A story of positive attitude, RomaniaPozitiva

My name is Florin Ghinda and I am 33 years old. I am the founder of an informative portal with positive Romanian news (mainly Romanian language).

Mumbai, 2006. The strong smell of Indian culture is a powerful image for a foreigner. The colors in the streets are music for my soul and I was fascinated be the charming chaos around me…I was working in Mumbai for 5 months. I was a HR consultant strong motivated to work in an exotic culture and to learn about this country.

In the same time I was not happy with the fact that while I was reading news about home, Romania, most of them were negative. Apparently Romania was described as the worst place in the world with lack of hope. The Romanian press was probably reflected the reality from our country. But I was sure that is not the WHOLE reality.
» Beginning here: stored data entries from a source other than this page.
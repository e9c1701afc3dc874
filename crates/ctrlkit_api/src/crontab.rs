//! The `CronTab` example resource.

use crate::meta::{ObjectMeta, Resource};
use serde::{Deserialize, Serialize};

/// Desired state of a `CronTab`.
#[derive(Debug, Clone, Default, PartialEq, Eq, Serialize, Deserialize)]
#[serde(rename_all = "camelCase")]
pub struct CronTabSpec {
    /// Cron schedule expression, e.g. `*/5 * * * *`.
    pub cron_spec: String,
    /// Container image to run on schedule.
    pub image: String,
    /// Number of replicas per run.
    pub replicas: i32,
}

/// A scheduled job declared on the control plane.
#[derive(Debug, Clone, Default, PartialEq, Eq, Serialize, Deserialize)]
pub struct CronTab {
    /// Object metadata.
    pub metadata: ObjectMeta,
    /// Desired state.
    #[serde(default)]
    pub spec: CronTabSpec,
}

impl CronTab {
    /// Creates a crontab with the given identity and spec.
    pub fn new(namespace: impl Into<String>, name: impl Into<String>, spec: CronTabSpec) -> Self {
        Self {
            metadata: ObjectMeta::new(namespace, name),
            spec,
        }
    }
}

impl Resource for CronTab {
    const KIND: &'static str = "CronTab";

    fn meta(&self) -> &ObjectMeta {
        &self.metadata
    }

    fn meta_mut(&mut self) -> &mut ObjectMeta {
        &mut self.metadata
    }
}
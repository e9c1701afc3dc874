//! Benchmark utilities.

#![deny(unsafe_code)]
#![warn(missing_docs)]

use ctrlkit_api::ObjectKey;
use ctrlkit_runtime::{Informer, StopSignal};
use ctrlkit_testkit::fixtures::{crontabs, TestControlPlane};
use ctrlkit_testkit::integration::{fast_informer_config, wait_for};
use rand::Rng;
use std::sync::Arc;
use std::thread::JoinHandle;
use std::time::Duration;

/// Generates the keys of `crontabs(count, namespaces)`.
pub fn generate_keys(count: usize, namespaces: usize) -> Vec<ObjectKey> {
    let namespaces = namespaces.max(1);
    (0..count)
        .map(|i| ObjectKey::new(format!("ns-{}", i % namespaces), format!("crontab-{i}")))
        .collect()
}

/// Picks `count` keys from `keys` at random, with repeats.
pub fn sample_keys(keys: &[ObjectKey], count: usize) -> Vec<ObjectKey> {
    let mut rng = rand::thread_rng();
    (0..count)
        .map(|_| keys[rng.gen_range(0..keys.len())].clone())
        .collect()
}

/// An informer whose cache holds `objects` crontabs, kept running until
/// dropped.
pub struct SyncedInformer {
    /// Control plane the informer watches.
    pub plane: TestControlPlane,
    /// The synced informer.
    pub informer: Arc<Informer<ctrlkit_api::CronTab>>,
    stop: StopSignal,
    handle: Option<JoinHandle<ctrlkit_runtime::RuntimeResult<()>>>,
}

impl SyncedInformer {
    /// Seeds a control plane and waits for an informer to sync it.
    pub fn start(objects: usize, namespaces: usize) -> Self {
        let plane = TestControlPlane::seeded(crontabs(objects, namespaces));
        let informer = Arc::new(
            Informer::new(plane.client(), fast_informer_config()).expect("invalid informer config"),
        );
        let stop = StopSignal::new();
        let handle = Arc::clone(&informer)
            .start(stop.clone())
            .expect("failed to start informer");
        assert!(
            wait_for(Duration::from_secs(10), || informer.has_synced()),
            "informer did not sync"
        );
        Self {
            plane,
            informer,
            stop,
            handle: Some(handle),
        }
    }
}

impl Drop for SyncedInformer {
    fn drop(&mut self) {
        self.stop.stop();
        if let Some(handle) = self.handle.take() {
            let _ = handle.join();
        }
    }
}
//! CLI command implementations.

pub mod churn;
pub mod context;
pub mod error;
pub mod reconciler;
pub mod run;
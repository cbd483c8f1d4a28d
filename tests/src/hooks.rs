use loomflow_kernel::workflow::{
    ExecutionContext, NodeError, RunFailure, WorkflowHooks, WorkflowResult, WorkflowValue,
};
use parking_lot::Mutex;
use std::sync::Arc;
use tracing::trace;

/// One observed transition.
#[derive(Debug, Clone, PartialEq)]
pub enum HookEvent {
    NodeStarted(String),
    NodeCompleted(String, WorkflowValue),
    NodeFailed(String, NodeError),
    Completed(Option<WorkflowValue>),
    Failed(RunFailure),
}

/// Records every hook call in order for later assertions.
#[derive(Debug, Clone, Default)]
pub struct RecordingHooks {
    events: Arc<Mutex<Vec<HookEvent>>>,
}

impl RecordingHooks {
    pub fn new() -> Self {
        Self::default()
    }

    pub fn events(&self) -> Vec<HookEvent> {
        self.events.lock().clone()
    }

    /// Nodes in the order `on_node_start` saw them.
    pub fn started(&self) -> Vec<String> {
        self.events
            .lock()
            .iter()
            .filter_map(|e| match e {
                HookEvent::NodeStarted(node) => Some(node.clone()),
                _ => None,
            })
            .collect()
    }

    /// Errors reported for `node`, absorbed ones included.
    pub fn errors_for(&self, node: &str) -> Vec<NodeError> {
        self.events
            .lock()
            .iter()
            .filter_map(|e| match e {
                HookEvent::NodeFailed(n, err) if n == node => Some(err.clone()),
                _ => None,
            })
            .collect()
    }

    /// Number of terminal (`on_complete` / `on_error`) events.
    pub fn terminal_count(&self) -> usize {
        self.events
            .lock()
            .iter()
            .filter(|e| matches!(e, HookEvent::Completed(_) | HookEvent::Failed(_)))
            .count()
    }

    fn push(&self, event: HookEvent) {
        trace!(?event, "hook recorded");
        self.events.lock().push(event);
    }
}

impl WorkflowHooks for RecordingHooks {
    fn on_node_start(&self, node: &str, _ctx: &ExecutionContext) -> anyhow::Result<()> {
        self.push(HookEvent::NodeStarted(node.to_string()));
        Ok(())
    }

    fn on_node_complete(
        &self,
        node: &str,
        output: &WorkflowValue,
        _ctx: &ExecutionContext,
    ) -> anyhow::Result<()> {
        self.push(HookEvent::NodeCompleted(node.to_string(), output.clone()));
        Ok(())
    }

    fn on_node_error(
        &self,
        node: &str,
        error: &NodeError,
        _ctx: &ExecutionContext,
    ) -> anyhow::Result<()> {
        self.push(HookEvent::NodeFailed(node.to_string(), error.clone()));
        Ok(())
    }

    fn on_complete(&self, result: &WorkflowResult) -> anyhow::Result<()> {
        self.push(HookEvent::Completed(result.final_output.clone()));
        Ok(())
    }

    fn on_error(&self, failure: &RunFailure, _ctx: &ExecutionContext) -> anyhow::Result<()> {
        self.push(HookEvent::Failed(failure.clone()));
        Ok(())
    }
}
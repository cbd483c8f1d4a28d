//! External collaborator contracts
//!
//! LLM providers, tool runtimes and argument validators live outside the
//! engine. Nodes reach them through these narrow traits; each error type
//! knows whether a retry may help and converts into a [`NodeError`].

use super::error::{ErrorKind, NodeError};
use super::value::WorkflowValue;
use async_trait::async_trait;
use serde::{Deserialize, Serialize};
use thiserror::Error;

// ============================================================================
// LLM
// ============================================================================

/// Chat role.
#[derive(Debug, Clone, Copy, PartialEq, Eq, Serialize, Deserialize)]
#[serde(rename_all = "lowercase")]
pub enum Role {
    System,
    User,
    Assistant,
}

#[derive(Debug, Clone, PartialEq, Eq, Serialize, Deserialize)]
pub struct ChatMessage {
    pub role: Role,
    pub content: String,
}

impl ChatMessage {
    pub fn system(content: impl Into<String>) -> Self {
        Self {
            role: Role::System,
            content: content.into(),
        }
    }

    pub fn user(content: impl Into<String>) -> Self {
        Self {
            role: Role::User,
            content: content.into(),
        }
    }

    pub fn assistant(content: impl Into<String>) -> Self {
        Self {
            role: Role::Assistant,
            content: content.into(),
        }
    }
}

/// Model selection and sampling parameters passed through to the provider.
#[derive(Debug, Clone, PartialEq, Serialize, Deserialize)]
pub struct ModelConfig {
    pub model: String,
    #[serde(default, skip_serializing_if = "Option::is_none")]
    pub temperature: Option<f32>,
    #[serde(default, skip_serializing_if = "Option::is_none")]
    pub max_tokens: Option<u32>,
}

impl ModelConfig {
    pub fn new(model: impl Into<String>) -> Self {
        Self {
            model: model.into(),
            temperature: None,
            max_tokens: None,
        }
    }

    pub fn with_temperature(mut self, temperature: f32) -> Self {
        self.temperature = Some(temperature);
        self
    }

    pub fn with_max_tokens(mut self, max_tokens: u32) -> Self {
        self.max_tokens = Some(max_tokens);
        self
    }
}

#[derive(Debug, Clone, PartialEq, Error)]
pub enum ProviderError {
    #[error("rate limited: {0}")]
    RateLimited(String),
    #[error("transport error: {0}")]
    Transport(String),
    #[error("provider timed out: {0}")]
    Timeout(String),
    #[error("authentication failed: {0}")]
    Auth(String),
    #[error("invalid request: {0}")]
    InvalidRequest(String),
    #[error("provider error: {0}")]
    Other(String),
}

impl ProviderError {
    /// Transport-level failures and rate limits are worth retrying.
    pub fn is_retriable(&self) -> bool {
        matches!(
            self,
            ProviderError::RateLimited(_)
                | ProviderError::Transport(_)
                | ProviderError::Timeout(_)
                | ProviderError::Other(_)
        )
    }

    fn kind(&self) -> ErrorKind {
        match self {
            ProviderError::RateLimited(_) => ErrorKind::RateLimited,
            ProviderError::Transport(_) => ErrorKind::Network,
            ProviderError::Timeout(_) => ErrorKind::Timeout,
            ProviderError::Auth(_) => ErrorKind::Auth,
            ProviderError::InvalidRequest(_) => ErrorKind::Validation,
            ProviderError::Other(_) => ErrorKind::Provider,
        }
    }
}

impl From<ProviderError> for NodeError {
    fn from(err: ProviderError) -> Self {
        NodeError::new(err.kind(), err.to_string()).with_retriable(err.is_retriable())
    }
}

/// Language model provider.
#[async_trait]
pub trait LlmClient: Send + Sync {
    async fn invoke(
        &self,
        messages: &[ChatMessage],
        config: &ModelConfig,
    ) -> Result<WorkflowValue, ProviderError>;
}

// ============================================================================
// Tools
// ============================================================================

#[derive(Debug, Clone, PartialEq, Error)]
pub enum ToolError {
    #[error("tool '{tool}' not found")]
    NotFound { tool: String },
    #[error("tool execution failed: {message}")]
    Execution { message: String, retriable: bool },
}

impl ToolError {
    pub fn execution(message: impl Into<String>) -> Self {
        ToolError::Execution {
            message: message.into(),
            retriable: true,
        }
    }

    pub fn fatal(message: impl Into<String>) -> Self {
        ToolError::Execution {
            message: message.into(),
            retriable: false,
        }
    }

    pub fn is_retriable(&self) -> bool {
        match self {
            ToolError::NotFound { .. } => false,
            ToolError::Execution { retriable, .. } => *retriable,
        }
    }
}

impl From<ToolError> for NodeError {
    fn from(err: ToolError) -> Self {
        let kind = match err {
            ToolError::NotFound { .. } => ErrorKind::NotFound,
            ToolError::Execution { .. } => ErrorKind::Tool,
        };
        NodeError::new(kind, err.to_string()).with_retriable(err.is_retriable())
    }
}

/// Executes a tool with already-validated arguments.
#[async_trait]
pub trait ToolExecutor: Send + Sync {
    fn name(&self) -> &str;

    async fn execute(&self, args: WorkflowValue) -> Result<WorkflowValue, ToolError>;
}

// ============================================================================
// Argument validation
// ============================================================================

/// Arguments rejected before reaching a tool. Never retriable.
#[derive(Debug, Clone, PartialEq, Error)]
#[error("invalid arguments{}: {message}", field.as_deref().map(|f| format!(" at '{f}'")).unwrap_or_default())]
pub struct ValidationError {
    pub field: Option<String>,
    pub message: String,
}

impl ValidationError {
    pub fn new(message: impl Into<String>) -> Self {
        Self {
            field: None,
            message: message.into(),
        }
    }

    pub fn at(field: impl Into<String>, message: impl Into<String>) -> Self {
        Self {
            field: Some(field.into()),
            message: message.into(),
        }
    }
}

impl From<ValidationError> for NodeError {
    fn from(err: ValidationError) -> Self {
        NodeError::validation(err.to_string())
    }
}

/// Checks raw arguments against a schema and returns the typed arguments.
pub trait ArgumentValidator: Send + Sync {
    fn validate(
        &self,
        raw: &WorkflowValue,
        schema: &serde_json::Value,
    ) -> Result<WorkflowValue, ValidationError>;
}
//! 工作流
//! Built workflow
//!
//! A [`Workflow`] is immutable once built. Every run gets its own
//! [`ExecutionContext`], so one instance (or clones of it, which share the
//! graph) can serve any number of concurrent runs.

use super::config::EngineConfig;
use super::executor::{Outcome, WorkflowExecutor};
use super::fault_tolerance::CircuitBreakerRegistry;
use super::graph::WorkflowGraph;
use loomflow_kernel::workflow::{
    Checkpoint, ExecutionContext, NodeError, RunFailure, WorkflowResult, WorkflowValue,
};
use std::sync::Arc;
use std::time::Instant;
use tokio_util::sync::CancellationToken;
use tracing::warn;

/// Validating transform applied to the input at the start of each run.
pub type InputSchema = Arc<dyn Fn(WorkflowValue) -> Result<WorkflowValue, NodeError> + Send + Sync>;

/// 可执行的工作流
/// Runnable workflow, produced by [`WorkflowBuilder`](super::builder::WorkflowBuilder).
#[derive(Clone)]
pub struct Workflow {
    executor: WorkflowExecutor,
    input_schema: Option<InputSchema>,
    breakers: Arc<CircuitBreakerRegistry>,
    config: EngineConfig,
}

impl Workflow {
    pub(crate) fn new(
        executor: WorkflowExecutor,
        input_schema: Option<InputSchema>,
        breakers: Arc<CircuitBreakerRegistry>,
        config: EngineConfig,
    ) -> Self {
        Self {
            executor,
            input_schema,
            breakers,
            config,
        }
    }

    pub fn name(&self) -> &str {
        &self.executor.graph().name
    }

    pub fn graph(&self) -> &WorkflowGraph {
        self.executor.graph()
    }

    pub fn config(&self) -> &EngineConfig {
        &self.config
    }

    /// Breakers used by this workflow's circuit-breaker wrappers.
    pub fn breakers(&self) -> &Arc<CircuitBreakerRegistry> {
        &self.breakers
    }

    /// 执行工作流
    /// Run to completion.
    pub async fn run(&self, input: impl Into<WorkflowValue>) -> WorkflowResult {
        self.run_with_cancel(input, CancellationToken::new()).await
    }

    /// Run until completion or until `cancel` fires, in which case the run
    /// fails with `Cancelled`.
    pub async fn run_with_cancel(
        &self,
        input: impl Into<WorkflowValue>,
        cancel: CancellationToken,
    ) -> WorkflowResult {
        let started = Instant::now();
        let raw = input.into();
        let input = match &self.input_schema {
            None => raw,
            Some(schema) => match schema(raw.clone()) {
                Ok(validated) => validated,
                Err(err) => {
                    warn!(workflow = %self.name(), "input rejected: {err}");
                    let ctx = ExecutionContext::new(self.name(), raw);
                    return self.executor.conclude(
                        ctx,
                        Outcome::Failed(RunFailure::before_start(&err)),
                        started,
                    );
                }
            },
        };
        let ctx = ExecutionContext::new(self.name(), input);
        self.executor.execute(ctx, cancel).await
    }

    /// 从检查点恢复
    /// Continue a run from a checkpoint emitted by this workflow.
    pub async fn resume(&self, checkpoint: Checkpoint) -> WorkflowResult {
        self.resume_with_cancel(checkpoint, CancellationToken::new())
            .await
    }

    pub async fn resume_with_cancel(
        &self,
        checkpoint: Checkpoint,
        cancel: CancellationToken,
    ) -> WorkflowResult {
        self.executor.resume(checkpoint, cancel).await
    }
}

impl std::fmt::Debug for Workflow {
    fn fmt(&self, f: &mut std::fmt::Formatter<'_>) -> std::fmt::Result {
        f.debug_struct("Workflow")
            .field("name", &self.name())
            .field("executor", &self.executor)
            .field("input_schema", &self.input_schema.is_some())
            .finish()
    }
}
My India was different. I saw smiling people on the street, while the country still has a lot of challenges: diseases, terror, poverty and some other difficulties. However, India was full of energy and ready to show to the entire world that they want to play a major role.

The positive attitude in the Indian culture was like a storm for me. I realize that we have plenty of positive exemplas and arguments for Romania. I realize that almost everything is connected with attitude, the Positive attitude.

It was simple. I wanted a place – online – with positive information about Romania, a platform for people, projects and initiatives with positive impact in our country. After 6 years I know that it was a good idea and I know that is plenty of work to do.

RomaniaPozitiva.ro - a good vibe about Romania.

www.romaniapozitiva.ro

You are not alone!

Dear Florin

thank you for sharing your story with us! It immediately made me think about two organisations - one in Italy and one in Brazil - which are setting up pretty much an indentical project. The Italian one is called Buonenotizie.it, the Brazilian AsBoasNovas.com.

I know from speaking to Silvio, founder of Buonenotizie, that he found his journey very hard, and very difficult to persude people to support his project. Although now he has just achieved a huge goal - he won a competition on social innovation sponsored by Telecom Italy - it took him years to get there.

Was this the same for you? What difficulties did you encounter in your path and what helped you achieve your goals?

Ciao

Alberto

Disengaged from reality?

Well, Florin: actually I am just back from an OECD conference about Social Cohesion in a shitfing world. Look at slide 3 in this presentation: Costa Rica has a higher degree of satisfaction than OECD countries. It seems we are quite good at being unhappy, even if the going is relatively good!

@albertomz: good work! This is exactly the kind of interaction I’d like to see on Edgeryders. I wonder whether Silvio and BoasNovas would be interested to join this conversation?

Good point!

Good point Alberto. I’ll certainly ask Silvio from Buonenotizie. I don’t know the Brazilians directly, but they are members of Hub Sao Paulo, so will try!

Example of Thierry Saussez

Taking a positive stance, that’s excellent!

In France as well, people are seeing their country through negative glasses. To the point that the ex-director of the Service d’information du gouvernement, Thierry Saussez, wrote a book about being optimist, Le Manifeste pour l’optimisme. Here is a video where he talks about the main stream media being particularly good — even specialists — at publishing bad news: http://www.thierry-saussez.com/2011/10/25/interview-video-les-medias-francais-sont-les-specialistes-des-mauvaises-nouvelles/

In June 2011, he made the cover of L’Express magazine with his ‘111 reasons to be optimist for France’ (and by the way, one of them was the open data movement in France).